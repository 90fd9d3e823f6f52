//! Elisa server binary.

use elisa_server::{start_server, ServerConfig};

#[tokio::main]
async fn main() -> anyhow::Result<()> {
    tracing_subscriber::fmt()
        .with_env_filter(
            tracing_subscriber::EnvFilter::from_default_env()
                .add_directive(tracing::Level::INFO.into()),
        )
        .init();

    start_server(ServerConfig::from_env()).await
}
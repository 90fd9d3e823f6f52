//! Bearer-token auth middleware.
//!
//! A single token is established at startup and printed to the log; every
//! `/api` request except the health probe must present it.

use axum::{
    extract::{Request, State},
    middleware::Next,
    response::{IntoResponse, Response},
};

use crate::error::AppError;
use crate::AppState;

pub async fn auth_middleware(
    State(state): State<AppState>,
    request: Request,
    next: Next,
) -> Response {
    // Health is probed by tooling without credentials.
    if request.uri().path() == "/health" {
        return next.run(request).await;
    }

    let presented = request
        .headers()
        .get(axum::http::header::AUTHORIZATION)
        .and_then(|value| value.to_str().ok())
        .and_then(|value| value.strip_prefix("Bearer "));

    match presented {
        Some(token) if token == state.auth_token.as_str() => next.run(request).await,
        _ => AppError::Unauthorized.into_response(),
    }
}
//! Deploy phase: conditional web/hardware/portal deployment with
//! unconditional teardown.

use std::sync::Arc;

use tokio::sync::Mutex;

use crate::events::BuildEvent;
use crate::ports::{HardwareFlasher, PortalManager, WebDeployer, WebHandle};
use crate::session::Session;
use crate::spec::{DeployTarget, ProjectSpec};

/// Immutable view of the session the predicates are evaluated against.
#[derive(Debug, Clone, Copy)]
pub struct DeploySnapshot {
    pub target: DeployTarget,
    pub auto_flash: bool,
    pub has_serial_portals: bool,
    pub has_mcp_portals: bool,
}

impl DeploySnapshot {
    pub fn of(spec: &ProjectSpec) -> Self {
        Self {
            target: spec.deployment.target,
            auto_flash: spec.deployment.auto_flash,
            has_serial_portals: spec.has_serial_portals(),
            has_mcp_portals: spec.has_mcp_portals(),
        }
    }
}

pub fn should_deploy_web(snapshot: &DeploySnapshot) -> bool {
    matches!(
        snapshot.target,
        DeployTarget::Preview | DeployTarget::Web | DeployTarget::Both
    )
}

pub fn should_deploy_hardware(snapshot: &DeploySnapshot) -> bool {
    matches!(snapshot.target, DeployTarget::Esp32 | DeployTarget::Both)
}

pub fn should_deploy_portals(snapshot: &DeploySnapshot) -> bool {
    snapshot.has_serial_portals
}

pub fn should_initialize_portals(snapshot: &DeploySnapshot) -> bool {
    snapshot.has_serial_portals || snapshot.has_mcp_portals
}

/// Owns the handles opened during deployment. Teardown closes everything
/// and swallows errors.
pub struct DeployPhase {
    web: Arc<dyn WebDeployer>,
    hardware: Arc<dyn HardwareFlasher>,
    portals: Arc<PortalManager>,
    web_handles: Mutex<Vec<WebHandle>>,
}

impl DeployPhase {
    pub fn new(
        web: Arc<dyn WebDeployer>,
        hardware: Arc<dyn HardwareFlasher>,
        portals: Arc<PortalManager>,
    ) -> Self {
        Self {
            web,
            hardware,
            portals,
            web_handles: Mutex::new(Vec::new()),
        }
    }

    pub fn portals(&self) -> &Arc<PortalManager> {
        &self.portals
    }

    /// Run the conditional deploy branches. Deployment failures degrade to
    /// progress messages; they never abort the run.
    pub async fn run(&self, session: &Arc<Session>, spec: &ProjectSpec) {
        let snapshot = DeploySnapshot::of(spec);

        if should_deploy_web(&snapshot) {
            session.bus.publish(BuildEvent::DeployStarted {
                target: snapshot.target,
            });
            match self.web.deploy(session.workspace_dir.as_path()).await {
                Ok(handle) => {
                    session.bus.publish(BuildEvent::DeployComplete {
                        target: snapshot.target,
                        url: handle.url.clone(),
                    });
                    self.web_handles.lock().await.push(handle);
                }
                Err(e) => {
                    session.bus.publish(BuildEvent::DeployProgress {
                        message: format!("Web deploy failed: {}", e),
                    });
                }
            }
        }

        if should_deploy_hardware(&snapshot) {
            session.bus.publish(BuildEvent::DeployStarted {
                target: DeployTarget::Esp32,
            });
            match self.hardware.compile(session.workspace_dir.as_path()).await {
                Ok(firmware) => {
                    session.bus.publish(BuildEvent::DeployProgress {
                        message: format!("Compiled firmware: {}", firmware.display()),
                    });
                    if snapshot.auto_flash {
                        match self.hardware.flash(&firmware).await {
                            Ok(()) => session.bus.publish(BuildEvent::DeployComplete {
                                target: DeployTarget::Esp32,
                                url: None,
                            }),
                            Err(e) => session.bus.publish(BuildEvent::DeployProgress {
                                message: format!("Flash failed: {}", e),
                            }),
                        };
                    } else {
                        session.bus.publish(BuildEvent::DeployProgress {
                            message: "Auto-flash disabled; firmware left on disk".to_string(),
                        });
                    }
                }
                Err(e) => {
                    session.bus.publish(BuildEvent::DeployProgress {
                        message: format!("Hardware compile failed: {}", e),
                    });
                }
            }
        }

        if should_deploy_portals(&snapshot) {
            session.bus.publish(BuildEvent::DeployProgress {
                message: format!(
                    "{} portal(s) connected",
                    self.portals.open_count().await
                ),
            });
        }
    }

    /// Close serial portals during normal completion, freeing the device
    /// before the summary event.
    pub async fn close_serial(&self) {
        self.portals.close_serial().await;
    }

    /// Close every handle unconditionally, swallowing errors.
    pub async fn teardown(&self) {
        for mut handle in self.web_handles.lock().await.drain(..) {
            handle.close().await;
        }
        self.portals.teardown().await;
    }
}

#[cfg(test)]
mod tests {
    use super::*;

    fn snapshot(target: DeployTarget, serial: bool, mcp: bool) -> DeploySnapshot {
        DeploySnapshot {
            target,
            auto_flash: false,
            has_serial_portals: serial,
            has_mcp_portals: mcp,
        }
    }

    #[test]
    fn web_predicate_covers_preview_web_both() {
        assert!(should_deploy_web(&snapshot(DeployTarget::Preview, false, false)));
        assert!(should_deploy_web(&snapshot(DeployTarget::Web, false, false)));
        assert!(should_deploy_web(&snapshot(DeployTarget::Both, false, false)));
        assert!(!should_deploy_web(&snapshot(DeployTarget::Esp32, false, false)));
    }

    #[test]
    fn hardware_predicate_covers_esp32_and_both() {
        assert!(should_deploy_hardware(&snapshot(DeployTarget::Esp32, false, false)));
        assert!(should_deploy_hardware(&snapshot(DeployTarget::Both, false, false)));
        assert!(!should_deploy_hardware(&snapshot(DeployTarget::Web, false, false)));
    }

    #[test]
    fn portal_predicates_follow_declared_portals() {
        assert!(should_initialize_portals(&snapshot(DeployTarget::Preview, true, false)));
        assert!(should_initialize_portals(&snapshot(DeployTarget::Preview, false, true)));
        assert!(!should_initialize_portals(&snapshot(DeployTarget::Preview, false, false)));

        assert!(should_deploy_portals(&snapshot(DeployTarget::Preview, true, false)));
        assert!(!should_deploy_portals(&snapshot(DeployTarget::Preview, false, true)));
    }
}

# Work item
Write out the whole listing above, keeping each line exactly as it is.

# Written answer
repository 90fd9d3e823f6f52
//! Elisa server binary.

use elisa_server::{start_server, ServerConfig};

#[tokio::main]
async fn main() -> anyhow::Result<()> {
    tracing_subscriber::fmt()
        .with_env_filter(
            tracing_subscriber::EnvFilter::from_default_env()
                .add_directive(tracing::Level::INFO.into()),
        )
        .init();

    start_server(ServerConfig::from_env()).await
}
repository 90fd9d3e823f6f52
//! Bearer-token auth middleware.
//!
//! A single token is established at startup and printed to the log; every
//! `/api` request except the health probe must present it.

use axum::{
    extract::{Request, State},
    middleware::Next,
    response::{IntoResponse, Response},
};

use crate::error::AppError;
use crate::AppState;

pub async fn auth_middleware(
    State(state): State<AppState>,
    request: Request,
    next: Next,
) -> Response {
    // Health is probed by tooling without credentials.
    if request.uri().path() == "/health" {
        return next.run(request).await;
    }

    let presented = request
        .headers()
        .get(axum::http::header::AUTHORIZATION)
        .and_then(|value| value.to_str().ok())
        .and_then(|value| value.strip_prefix("Bearer "));

    match presented {
        Some(token) if token == state.auth_token.as_str() => next.run(request).await,
        _ => AppError::Unauthorized.into_response(),
    }
}
//! Deploy phase: conditional web/hardware/portal deployment with
//! unconditional teardown.

use std::sync::Arc;

use tokio::sync::Mutex;

use crate::events::BuildEvent;
use crate::ports::{HardwareFlasher, PortalManager, WebDeployer, WebHandle};
use crate::session::Session;
use crate::spec::{DeployTarget, ProjectSpec};

/// Immutable view of the session the predicates are evaluated against.
#[derive(Debug, Clone, Copy)]
pub struct DeploySnapshot {
    pub target: DeployTarget,
    pub auto_flash: bool,
    pub has_serial_portals: bool,
    pub has_mcp_portals: bool,
}

impl DeploySnapshot {
    pub fn of(spec: &ProjectSpec) -> Self {
        Self {
            target: spec.deployment.target,
            auto_flash: spec.deployment.auto_flash,
            has_serial_portals: spec.has_serial_portals(),
            has_mcp_portals: spec.has_mcp_portals(),
        }
    }
}

pub fn should_deploy_web(snapshot: &DeploySnapshot) -> bool {
    matches!(
        snapshot.target,
        DeployTarget::Preview | DeployTarget::Web | DeployTarget::Both
    )
}

pub fn should_deploy_hardware(snapshot: &DeploySnapshot) -> bool {
    matches!(snapshot.target, DeployTarget::Esp32 | DeployTarget::Both)
}

pub fn should_deploy_portals(snapshot: &DeploySnapshot) -> bool {
    snapshot.has_serial_portals
}

pub fn should_initialize_portals(snapshot: &DeploySnapshot) -> bool {
    snapshot.has_serial_portals || snapshot.has_mcp_portals
}

/// Owns the handles opened during deployment. Teardown closes everything
/// and swallows errors.
pub struct DeployPhase {
    web: Arc<dyn WebDeployer>,
    hardware: Arc<dyn HardwareFlasher>,
    portals: Arc<PortalManager>,
    web_handles: Mutex<Vec<WebHandle>>,
}

impl DeployPhase {
    pub fn new(
        web: Arc<dyn WebDeployer>,
        hardware: Arc<dyn HardwareFlasher>,
        portals: Arc<PortalManager>,
    ) -> Self {
        Self {
            web,
            hardware,
            portals,
            web_handles: Mutex::new(Vec::new()),
        }
    }

    pub fn portals(&self) -> &Arc<PortalManager> {
        &self.portals
    }

    /// Run the conditional deploy branches. Deployment failures degrade to
    /// progress messages; they never abort the run.
    pub async fn run(&self, session: &Arc<Session>, spec: &ProjectSpec) {
        let snapshot = DeploySnapshot::of(spec);

        if should_deploy_web(&snapshot) {
            session.bus.publish(BuildEvent::DeployStarted {
                target: snapshot.target,
            });
            match self.web.deploy(session.workspace_dir.as_path()).await {
                Ok(handle) => {
                    session.bus.publish(BuildEvent::DeployComplete {
                        target: snapshot.target,
                        url: handle.url.clone(),
                    });
                    self.web_handles.lock().await.push(handle);
                }
                Err(e) => {
                    session.bus.publish(BuildEvent::DeployProgress {
                        message: format!("Web deploy failed: {}", e),
                    });
                }
            }
        }

        if should_deploy_hardware(&snapshot) {
            session.bus.publish(BuildEvent::DeployStarted {
                target: DeployTarget::Esp32,
            });
            match self.hardware.compile(session.workspace_dir.as_path()).await {
                Ok(firmware) => {
                    session.bus.publish(BuildEvent::DeployProgress {
                        message: format!("Compiled firmware: {}", firmware.display()),
                    });
                    if snapshot.auto_flash {
                        match self.hardware.flash(&firmware).await {
                            Ok(()) => session.bus.publish(BuildEvent::DeployComplete {
                                target: DeployTarget::Esp32,
                                url: None,
                            }),
                            Err(e) => session.bus.publish(BuildEvent::DeployProgress {
                                message: format!("Flash failed: {}", e),
                            }),
                        };
                    } else {
                        session.bus.publish(BuildEvent::DeployProgress {
                            message: "Auto-flash disabled; firmware left on disk".to_string(),
                        });
                    }
                }
                Err(e) => {
                    session.bus.publish(BuildEvent::DeployProgress {
                        message: format!("Hardware compile failed: {}", e),
                    });
                }
            }
        }

        if should_deploy_portals(&snapshot) {
            session.bus.publish(BuildEvent::DeployProgress {
                message: format!(
                    "{} portal(s) connected",
                    self.portals.open_count().await
                ),
            });
        }
    }

    /// Close serial portals during normal completion, freeing the device
    /// before the summary event.
    pub async fn close_serial(&self) {
        self.portals.close_serial().await;
    }

    /// Close every handle unconditionally, swallowing errors.
    pub async fn teardown(&self) {
        for mut handle in self.web_handles.lock().await.drain(..) {
            handle.close().await;
        }
        self.portals.teardown().await;
    }
}

#[cfg(test)]
mod tests {
    use super::*;

    fn snapshot(target: DeployTarget, serial: bool, mcp: bool) -> DeploySnapshot {
        DeploySnapshot {
            target,
            auto_flash: false,
            has_serial_portals: serial,
            has_mcp_portals: mcp,
        }
    }

    #[test]
    fn web_predicate_covers_preview_web_both() {
        assert!(should_deploy_web(&snapshot(DeployTarget::Preview, false, false)));
        assert!(should_deploy_web(&snapshot(DeployTarget::Web, false, false)));
        assert!(should_deploy_web(&snapshot(DeployTarget::Both, false, false)));
        assert!(!should_deploy_web(&snapshot(DeployTarget::Esp32, false, false)));
    }

    #[test]
    fn hardware_predicate_covers_esp32_and_both() {
        assert!(should_deploy_hardware(&snapshot(DeployTarget::Esp32, false, false)));
        assert!(should_deploy_hardware(&snapshot(DeployTarget::Both, false, false)));
        assert!(!should_deploy_hardware(&snapshot(DeployTarget::Web, false, false)));
    }

    #[test]
    fn portal_predicates_follow_declared_portals() {
        assert!(should_initialize_portals(&snapshot(DeployTarget::Preview, true, false)));
        assert!(should_initialize_portals(&snapshot(DeployTarget::Preview, false, true)));
        assert!(!should_initialize_portals(&snapshot(DeployTarget::Preview, false, false)));

        assert!(should_deploy_portals(&snapshot(DeployTarget::Preview, true, false)));
        assert!(!should_deploy_portals(&snapshot(DeployTarget::Preview, false, true)));
    }
}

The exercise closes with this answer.